Я рассказываю. Она держит меня за большой палец, проваливается в зыбкий сон, но вскоре снова слушает с раскрытым ртом и широко распахнутыми глазищами. Я вспоминаю…
Поздней, поздней осенью температура сбила меня с ног. Месяц, как мне исполнилось двенадцать лет. Я лежал в кровати, укутанный двумя одеялами, и то дрожал от холода, то закипал, как чайник на плите. Мокрые простыни мама меняла несколько раз на дню…
Рассказываю дочке не все. Есть вещи, которые остаются нерассказанными никогда. Никому. С тобой. В тебе…
Строчка в больном мозгу, одна строчка из стихотворения, которое учил не так давно в школе: «тлеет скарлатины смертный огонек»*.
У меня скарлатина и гнойная ангина. Диагноз запомнил на всю жизнь. От скарлатины раньше умирали, знал я. Теперь она лечится. Но смерть пряталась за печкой. Я видел ее за занавеской, в углу между шкафом и стеной. Она таилась, кружа неподалеку… Она была в старом солдатском пальто, в таком же, что и дед на фотографии с войны. На голове шутовской колпак, где вместо бубенчиков черепки. Лица у смерти нет — пустота, в которой порхает полчище серой моли… Она не говорит. Не издает ни звука, лишь шорох падающей листвы. Ее шаги — тиканье часов. Тик-так. Она возле кровати. Тик-так. Тенью пробежала по потолку. Тик-так. Смерть спряталась за дверь. Тик-так. Ее спугнула мама. Мама вошла в детскую, принеся с собой поток ароматного свежего воздуха. Поток жизни и здоровья. Я закашлялся, и мама взяла мою голову, положила себе на колени. От ее прикосновений стало легче дышать…

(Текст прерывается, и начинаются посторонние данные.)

// Copyright 2025 eraflo
//
// Licensed under the Apache License, Version 2.0 (the "License");
// you may not use this file except in compliance with the License.
// You may obtain a copy of the License at
//
//     http://www.apache.org/licenses/LICENSE-2.0
//
// Unless required by applicable law or agreed to in writing, software
// distributed under the License is distributed on an "AS IS" BASIS,
// WITHOUT WARRANTIES OR CONDITIONS OF ANY KIND, either express or implied.
// See the License for the specific language governing permissions and
// limitations under the License.

//! Command recording for the headless device.

use super::state::{CommandBufferStatus, DeviceState, RecordedCommand};
use cadence_core::{
    BufferId, CommandBufferId, CommandEncoder, DescriptorHandle, GpuAddress, PipelineId,
    QuerySetId, RenderError, TextureFormat, TextureId, TransitionBarrier, Viewport,
};
use std::any::Any;
use std::ops::Range;
use std::sync::{Arc, Mutex, PoisonError};

/// Records commands into a host-side list until closed.
///
/// Dropping an encoder without closing it returns the command buffer to its
/// initial state, discarding the recording.
#[derive(Debug)]
pub(crate) struct HeadlessEncoder {
    id: CommandBufferId,
    shared: Arc<Mutex<DeviceState>>,
    commands: Vec<RecordedCommand>,
    closed: bool,
}

impl HeadlessEncoder {
    pub(crate) fn new(id: CommandBufferId, shared: Arc<Mutex<DeviceState>>) -> Self {
        Self {
            id,
            shared,
            commands: Vec::new(),
            closed: false,
        }
    }

    fn record(&mut self, command: RecordedCommand) {
        self.commands.push(command);
    }
}

impl CommandEncoder for HeadlessEncoder {
    fn id(&self) -> CommandBufferId {
        self.id
    }

    fn resource_barrier(&mut self, barriers: &[TransitionBarrier]) {
        self.commands
            .extend(barriers.iter().copied().map(RecordedCommand::Barrier));
    }

    fn clear_render_target(&mut self, view: DescriptorHandle, color: [f32; 4]) {
        self.record(RecordedCommand::ClearRenderTarget { view, color });
    }

    fn clear_depth_stencil(&mut self, view: DescriptorHandle, depth: f32) {
        self.record(RecordedCommand::ClearDepthStencil { view, depth });
    }

    fn set_viewport(&mut self, viewport: Viewport) {
        self.record(RecordedCommand::SetViewport(viewport));
    }

    fn set_render_targets(&mut self, colors: &[DescriptorHandle], depth: Option<DescriptorHandle>) {
        self.record(RecordedCommand::SetRenderTargets {
            colors: colors.to_vec(),
            depth,
        });
    }

    fn set_pipeline(&mut self, pipeline: PipelineId) {
        self.record(RecordedCommand::SetPipeline(pipeline));
    }

    fn bind_constant_buffer(&mut self, slot: u32, address: GpuAddress) {
        self.record(RecordedCommand::BindConstantBuffer { slot, address });
    }

    fn bind_descriptor_table(&mut self, slot: u32, first: DescriptorHandle) {
        self.record(RecordedCommand::BindDescriptorTable { slot, first });
    }

    fn set_vertex_buffer(&mut self, slot: u32, address: GpuAddress, size: u64, stride: u32) {
        self.record(RecordedCommand::SetVertexBuffer {
            slot,
            address,
            size,
            stride,
        });
    }

    fn set_index_buffer(&mut self, address: GpuAddress, size: u64) {
        self.record(RecordedCommand::SetIndexBuffer { address, size });
    }

    fn draw(&mut self, vertices: Range<u32>, instances: Range<u32>) {
        self.record(RecordedCommand::Draw {
            vertices,
            instances,
        });
    }

    fn draw_indexed(&mut self, indices: Range<u32>, base_vertex: i32, instances: Range<u32>) {
        self.record(RecordedCommand::DrawIndexed {
            indices,
            base_vertex,
            instances,
        });
    }

    fn dispatch(&mut self, x: u32, y: u32, z: u32) {
        self.record(RecordedCommand::Dispatch { x, y, z });
    }

    fn resolve_subresource(
        &mut self,
        destination: TextureId,
        source: TextureId,
        format: TextureFormat,
    ) {
        self.record(RecordedCommand::Resolve {
            destination,
            source,
            format,
        });
    }

    fn copy_buffer_to_buffer(
        &mut self,
        source: BufferId,
        source_offset: u64,
        destination: BufferId,
        destination_offset: u64,
        size: u64,
    ) {
        self.record(RecordedCommand::CopyBuffer {
            source,
            source_offset,
            destination,
            destination_offset,
            size,
        });
    }

    fn copy_buffer_to_texture(&mut self, source: BufferId, source_offset: u64, destination: TextureId) {
        self.record(RecordedCommand::CopyBufferToTexture {
            source,
            source_offset,
            destination,
        });
    }

    fn write_timestamp(&mut self, query_set: QuerySetId, index: u32) {
        self.record(RecordedCommand::WriteTimestamp { query_set, index });
    }

    fn resolve_timestamps(
        &mut self,
        query_set: QuerySetId,
        first: u32,
        count: u32,
        destination: BufferId,
        destination_offset: u64,
    ) {
        self.record(RecordedCommand::ResolveTimestamps {
            query_set,
            first,
            count,
            destination,
            destination_offset,
        });
    }

    fn push_debug_marker(&mut self, label: &str) {
        self.record(RecordedCommand::PushMarker(label.to_string()));
    }

    fn pop_debug_marker(&mut self) {
        self.record(RecordedCommand::PopMarker);
    }

    fn close(mut self: Box<Self>) -> Result<CommandBufferId, RenderError> {
        let commands = std::mem::take(&mut self.commands);
        self.closed = true;

        let mut state = self.shared.lock().unwrap_or_else(PoisonError::into_inner);
        let label = state
            .command_buffers
            .get(&self.id)
            .map(|entry| entry.label.clone())
            .unwrap_or_default();

        let states = match state.validate(&commands) {
            Ok(states) => states,
            Err(reason) => {
                if let Some(entry) = state.command_buffers.get_mut(&self.id) {
                    entry.status = CommandBufferStatus::Initial;
                }
                log::error!("Command buffer '{}' rejected at close: {}", label, reason);
                return Err(RenderError::SubmissionFailure(format!("'{label}': {reason}")));
            }
        };

        for (texture, resource_state) in states {
            if let Some(entry) = state.textures.get_mut(&texture) {
                entry.state = resource_state;
            }
        }
        let entry = state.command_buffers.get_mut(&self.id).ok_or_else(|| {
            RenderError::SubmissionFailure(format!("command buffer {:?} was destroyed", self.id))
        })?;
        entry.status = CommandBufferStatus::Closed(commands);
        Ok(self.id)
    }

    fn as_any_mut(&mut self) -> &mut dyn Any {
        self
    }
}

impl Drop for HeadlessEncoder {
    fn drop(&mut self) {
        if self.closed {
            return;
        }
        let mut state = self.shared.lock().unwrap_or_else(PoisonError::into_inner);
        if let Some(entry) = state.command_buffers.get_mut(&self.id) {
            log::warn!(
                "Command buffer '{}' dropped while recording; discarding {} commands",
                entry.label,
                self.commands.len()
            );
            entry.status = CommandBufferStatus::Initial;
        }
    }
}

#[cfg(test)]
mod tests {
    use crate::headless::{DeviceEvent, HeadlessDevice};
    use cadence_core::{
        DescriptorCategory, DescriptorHandle, GraphicsDevice, RenderError, ResourceState,
        TextureDescriptor, TextureFormat, TextureUsage, TransitionBarrier, ViewKind,
    };

    fn render_target(device: &HeadlessDevice) -> (cadence_core::TextureId, DescriptorHandle) {
        let texture = device
            .create_texture(&TextureDescriptor::new_2d(
                "color",
                4,
                4,
                TextureFormat::Rgba8Unorm,
                TextureUsage::RENDER_TARGET | TextureUsage::SHADER_RESOURCE,
                ResourceState::RenderTarget,
            ))
            .unwrap();
        let heap = device
            .create_descriptor_heap(DescriptorCategory::RenderTarget, 1)
            .unwrap();
        let view = DescriptorHandle {
            category: DescriptorCategory::RenderTarget,
            index: 0,
            cpu: heap.cpu_base,
            gpu: None,
        };
        device
            .create_view(texture, ViewKind::RenderTarget, view)
            .unwrap();
        (texture, view)
    }

    #[test]
    fn test_close_rejects_mismatched_barrier() {
        let device = HeadlessDevice::default();
        let (texture, _) = render_target(&device);
        let cb = device.create_command_buffer("cb").unwrap();

        let mut encoder = device.begin_command_buffer(cb).unwrap();
        encoder.resource_barrier(&[TransitionBarrier::new(
            texture,
            ResourceState::PixelShaderResource,
            ResourceState::RenderTarget,
        )]);
        assert!(matches!(
            encoder.close(),
            Err(RenderError::SubmissionFailure(_))
        ));
        assert_eq!(
            device.texture_state(texture),
            Some(ResourceState::RenderTarget)
        );
        // The buffer can be recorded again after a rejected close.
        assert!(device.begin_command_buffer(cb).is_ok());
    }

    #[test]
    fn test_clear_requires_render_target_state() {
        let device = HeadlessDevice::default();
        let (texture, view) = render_target(&device);
        let cb = device.create_command_buffer("cb").unwrap();

        let mut encoder = device.begin_command_buffer(cb).unwrap();
        encoder.resource_barrier(&[TransitionBarrier::new(
            texture,
            ResourceState::RenderTarget,
            ResourceState::PixelShaderResource,
        )]);
        encoder.clear_render_target(view, [0.0; 4]);
        assert!(encoder.close().is_err());
    }

    #[test]
    fn test_close_commits_states_and_submit_executes() {
        let device = HeadlessDevice::default();
        let (texture, view) = render_target(&device);
        let cb = device.create_command_buffer("cb").unwrap();

        let mut encoder = device.begin_command_buffer(cb).unwrap();
        encoder.clear_render_target(view, [1.0, 0.0, 0.0, 1.0]);
        encoder.resource_barrier(&[TransitionBarrier::new(
            texture,
            ResourceState::RenderTarget,
            ResourceState::PixelShaderResource,
        )]);
        let id = encoder.close().unwrap();
        assert_eq!(
            device.texture_state(texture),
            Some(ResourceState::PixelShaderResource)
        );

        device.submit(&[id]).unwrap();
        let executed = device
            .events()
            .into_iter()
            .filter(|e| matches!(e, DeviceEvent::Executed { .. }))
            .count();
        assert_eq!(executed, 2);
    }

    #[test]
    fn test_unbalanced_markers_fail() {
        let device = HeadlessDevice::default();
        let cb = device.create_command_buffer("cb").unwrap();
        let mut encoder = device.begin_command_buffer(cb).unwrap();
        encoder.push_debug_marker("open");
        assert!(encoder.close().is_err());
    }

    #[test]
    fn test_dropped_encoder_releases_buffer() {
        let device = HeadlessDevice::default();
        let cb = device.create_command_buffer("cb").unwrap();
        let encoder = device.begin_command_buffer(cb).unwrap();
        drop(encoder);
        assert!(device.begin_command_buffer(cb).is_ok());
    }

    #[test]
    fn test_submit_requires_closed_buffer() {
        let device = HeadlessDevice::default();
        let cb = device.create_command_buffer("cb").unwrap();
        assert!(matches!(
            device.submit(&[cb]),
            Err(RenderError::SubmissionFailure(_))
        ));
    }
}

— Я слышал ангела-хранителя, мама, — выдавил я, — он ходит там за потолком. На чердаке. Я считал его шаги. Он надо мной…
— Да, да, сыночка, я знаю. Он всегда дает о себе знать, когда тебе плохо. Когда болеешь. Поддерживает тебя. Напоминает о себе своими шагами. Своим присутствием. Ты скоро поправишься.
— Правда?
И мама отвечала:
— А то!
— А то? — переспрашивает меня дочка.
И я повторяю. И я продолжаю:
— Я слышал, как кто-то ходит наверху. А там у нас чердак, где масса интересных вещей: старых журналов, неполных сервизов, игрушек, книг…
— Это был ангел? — глаза дочки ясны, в них ни капли сна.
— Ангел. Он ходил надо мной. Стучал в потолок и стены, словно выстукивал какие-то магические заклинания. А потом я услышал песню…
— Ангелы умеют петь, папа? — Она привстала с кроватки и заглянула мне в лицо. Глаза в глаза.
Я ответил:
— А то. Еще как.
Она легла. Вся раскрасневшаяся, сияющая.
Мы молчали, думали об одном и том же, о том, как поет ангел…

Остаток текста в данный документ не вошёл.